Senator mencari informasi tentang orang Amerika yang terjebak dalam pengawasan
File – Pada tanggal 7 April 2017 ini, Senator Rand Paul, R-ky., dengan wartawan di Capitol Hill di Washington. Paul dan Senator Ron Wyden, D-Aore., Meminta pejabat tinggi intelijen negara itu untuk merilis lebih banyak informasi tentang komunikasi warga AS yang terhapus dalam pengawasan. (Foto AP/J.Scott AppleWhite, File) (Pers Terkait)
Washington – Seorang Advokat Privasi Demokrat dan Partai Republik yang berpikiran Libertarian meminta pejabat tinggi intelijen negara itu untuk merilis lebih banyak informasi tentang komunikasi warga Amerika yang terhapus dalam operasi pengawasan.
Permintaan Senator Demokrat Ron Wides dari Oregon dan Senator Partai Republik. Rand Paul van Kentucky berkontribusi dalam menahan seruan untuk lebih transparan mengenai bagaimana badan intelijen menggunakan komunikasi dan sebagian dari orang Amerika.

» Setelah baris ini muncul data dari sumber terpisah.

//! Contract registry
//!
//! The contract executor (an external collaborator) looks up contracts by
//! primitive ID. The registry is an ordinary value: the caller constructs it,
//! owns its lifetime, and passes it by reference to whoever needs it.

use crate::algebra::{parallel_all, parallel_any, sequence, ParallelAnyOptions};
use crate::confidence::{AbsentReason, ConfidenceValue};
use crate::error::{ConfidenceError, ContractError};
use serde::{Deserialize, Serialize};
use std::collections::{BTreeMap, HashMap, HashSet};

/// A named pre/post condition or invariant
#[derive(Debug, Clone, PartialEq, Serialize, Deserialize)]
pub struct Condition {
    /// Stable identifier
    pub id: String,
    /// What must hold
    pub description: String,
}

impl Condition {
    /// Create a condition
    pub fn new(id: impl Into<String>, description: impl Into<String>) -> Self {
        Self {
            id: id.into(),
            description: description.into(),
        }
    }
}

/// One input to a contract's confidence derivation
#[derive(Debug, Clone, PartialEq, Serialize, Deserialize)]
pub struct ConfidenceFactor {
    /// Factor name, also the key callers supply values under
    pub id: String,
    /// What the factor measures
    pub description: String,
}

/// How a derivation combines its factors
#[derive(Debug, Clone, Copy, PartialEq, Serialize, Deserialize)]
#[serde(tag = "kind", rename_all = "snake_case")]
pub enum Combinator {
    /// Ordered pipeline, `min`
    Sequence,
    /// Independent conjunction, `product`
    ParallelAll,
    /// Disjunction, noisy-or blended with `max`
    ParallelAny {
        /// Branch correlation in [0, 1]
        correlation: f64,
    },
}

/// How a primitive's output confidence is derived from its factors
#[derive(Debug, Clone, PartialEq, Serialize, Deserialize)]
pub struct ConfidenceDerivation {
    /// Factors in evaluation order
    pub factors: Vec<ConfidenceFactor>,
    /// How the factors are combined
    pub combinator: Combinator,
}

impl ConfidenceDerivation {
    /// Combine the supplied factor values
    ///
    /// A factor missing from `values` counts as `absent(uncalibrated)`, so the
    /// combinator's absent rules decide the outcome.
    pub fn derive(
        &self,
        values: &HashMap<String, ConfidenceValue>,
    ) -> Result<ConfidenceValue, ConfidenceError> {
        let inputs: Vec<ConfidenceValue> = self
            .factors
            .iter()
            .map(|factor| {
                values
                    .get(&factor.id)
                    .cloned()
                    .unwrap_or_else(|| ConfidenceValue::absent(AbsentReason::Uncalibrated))
            })
            .collect();

        match self.combinator {
            Combinator::Sequence => Ok(sequence(&inputs)),
            Combinator::ParallelAll => Ok(parallel_all(&inputs)),
            Combinator::ParallelAny { correlation } => {
                parallel_any(&inputs, ParallelAnyOptions::correlated(correlation))
            }
        }
    }
}

/// Retry policy for failures of a primitive
#[derive(Debug, Clone, PartialEq, Default, Serialize, Deserialize)]
#[serde(rename_all = "camelCase")]
pub struct ErrorSpec {
    /// Error codes that may be retried
    pub retryable_errors: Vec<String>,
    /// Maximum number of retries
    pub max_retries: u32,
}

/// Everything the contract executor needs to run one primitive
#[derive(Debug, Clone, PartialEq, Serialize, Deserialize)]
#[serde(rename_all = "camelCase")]
pub struct PrimitiveContract {
    /// Primitive this contract governs
    pub primitive_id: String,
    /// Must hold before execution
    pub preconditions: Vec<Condition>,
    /// Must hold after execution
    pub postconditions: Vec<Condition>,
    /// Must hold throughout
    pub invariants: Vec<Condition>,
    /// How output confidence is derived
    pub confidence_derivation: ConfidenceDerivation,
    /// Retry policy
    pub error_spec: ErrorSpec,
}

impl PrimitiveContract {
    fn validate(&self) -> Result<(), ContractError> {
        let invalid = |reason: &str| ContractError::Invalid {
            primitive_id: self.primitive_id.clone(),
            reason: reason.to_string(),
        };

        if self.primitive_id.trim().is_empty() {
            return Err(invalid("primitive id must not be empty"));
        }
        let factors = &self.confidence_derivation.factors;
        if factors.is_empty() {
            return Err(invalid("confidence derivation needs at least one factor"));
        }
        let mut seen = HashSet::new();
        for factor in factors {
            if !seen.insert(factor.id.as_str()) {
                return Err(invalid(&format!("duplicate factor '{}'", factor.id)));
            }
        }
        if let Combinator::ParallelAny { correlation } = self.confidence_derivation.combinator {
            if correlation.is_nan() || !(0.0..=1.0).contains(&correlation) {
                return Err(invalid("correlation must be in [0, 1]"));
            }
        }
        Ok(())
    }
}

/// Registry of contracts keyed by primitive ID
#[derive(Debug, Clone, Default)]
pub struct ContractRegistry {
    contracts: BTreeMap<String, PrimitiveContract>,
}

impl ContractRegistry {
    /// Create an empty registry
    pub fn new() -> Self {
        Self::default()
    }

    /// Register a contract; a second registration for the same primitive fails
    pub fn register(&mut self, contract: PrimitiveContract) -> Result<(), ContractError> {
        contract.validate()?;
        if self.contracts.contains_key(&contract.primitive_id) {
            return Err(ContractError::Duplicate(contract.primitive_id));
        }
        self.contracts.insert(contract.primitive_id.clone(), contract);
        Ok(())
    }

    /// Look up a contract
    pub fn get(&self, primitive_id: &str) -> Option<&PrimitiveContract> {
        self.contracts.get(primitive_id)
    }

    /// Look up a contract that must exist
    pub fn require(&self, primitive_id: &str) -> Result<&PrimitiveContract, ContractError> {
        self.get(primitive_id)
            .ok_or_else(|| ContractError::NotFound(primitive_id.to_string()))
    }

    /// Remove a contract, returning it
    pub fn unregister(&mut self, primitive_id: &str) -> Result<PrimitiveContract, ContractError> {
        self.contracts
            .remove(primitive_id)
            .ok_or_else(|| ContractError::NotFound(primitive_id.to_string()))
    }

    /// Registered primitive IDs in sorted order
    pub fn primitive_ids(&self) -> impl Iterator<Item = &str> {
        self.contracts.keys().map(String::as_str)
    }

    /// Number of registered contracts
    pub fn len(&self) -> usize {
        self.contracts.len()
    }

    /// Whether the registry is empty
    pub fn is_empty(&self) -> bool {
        self.contracts.is_empty()
    }
}

#[cfg(test)]
mod tests {
    use super::*;

    fn contract(id: &str, combinator: Combinator) -> PrimitiveContract {
        PrimitiveContract {
            primitive_id: id.to_string(),
            preconditions: vec![Condition::new("input_exists", "target file exists")],
            postconditions: vec![Condition::new("output_parsed", "AST produced")],
            invariants: vec![],
            confidence_derivation: ConfidenceDerivation {
                factors: vec![
                    ConfidenceFactor {
                        id: "parse".to_string(),
                        description: "parser succeeded".to_string(),
                    },
                    ConfidenceFactor {
                        id: "resolve".to_string(),
                        description: "symbol resolution accuracy".to_string(),
                    },
                ],
                combinator,
            },
            error_spec: ErrorSpec::default(),
        }
    }

    #[test]
    fn test_duplicate_registration_rejected() {
        let mut registry = ContractRegistry::new();
        registry.register(contract("tp_parse", Combinator::Sequence)).unwrap();

        let err = registry.register(contract("tp_parse", Combinator::Sequence)).unwrap_err();
        assert_eq!(err, ContractError::Duplicate("tp_parse".to_string()));
        assert_eq!(registry.len(), 1);
    }

    #[test]
    fn test_require_and_unregister() {
        let mut registry = ContractRegistry::new();
        registry.register(contract("a", Combinator::ParallelAll)).unwrap();
        assert!(registry.require("a").is_ok());
        assert_eq!(registry.require("b").unwrap_err(), ContractError::NotFound("b".to_string()));

        registry.unregister("a").unwrap();
        assert!(registry.is_empty());
    }

    #[test]
    fn test_invalid_contract() {
        let mut c = contract("x", Combinator::Sequence);
        c.confidence_derivation.factors.clear();
        assert!(matches!(
            ContractRegistry::new().register(c),
            Err(ContractError::Invalid { .. })
        ));
    }

    #[test]
    fn test_derive_combines_factors() {
        let c = contract("tp_parse", Combinator::Sequence);
        let mut values = HashMap::new();
        values.insert("parse".to_string(), ConfidenceValue::deterministic(true, "parsed"));
        values.insert(
            "resolve".to_string(),
            ConfidenceValue::measured("resolver-bench", 400, 0.82, [0.78, 0.86]).unwrap(),
        );

        let result = c.confidence_derivation.derive(&values).unwrap();
        assert!((result.numeric_value().unwrap() - 0.82).abs() < 1e-12);
    }

    #[test]
    fn test_derive_missing_factor_is_absent() {
        let c = contract("tp_parse", Combinator::ParallelAll);
        let mut values = HashMap::new();
        values.insert("parse".to_string(), ConfidenceValue::deterministic(true, "parsed"));

        let result = c.confidence_derivation.derive(&values).unwrap();
        assert!(result.is_absent());
    }
}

Keduanya ingin mengetahui lebih banyak tentang bagaimana lembaga-lembaga tersebut menangani komunikasi ini, serta data mengenai jumlah orang Amerika yang terkena dampaknya. Mereka juga ingin mengungkap prosedur penyebaran informasi intelijen mengenai anggota Kongres.
Masih ada “celah dalam pemahaman masyarakat tentang bagaimana informasi tentang orang Amerika – yang dikumpulkan oleh berbagai otoritas dan lembaga berbeda – ditangani,” tulis mereka.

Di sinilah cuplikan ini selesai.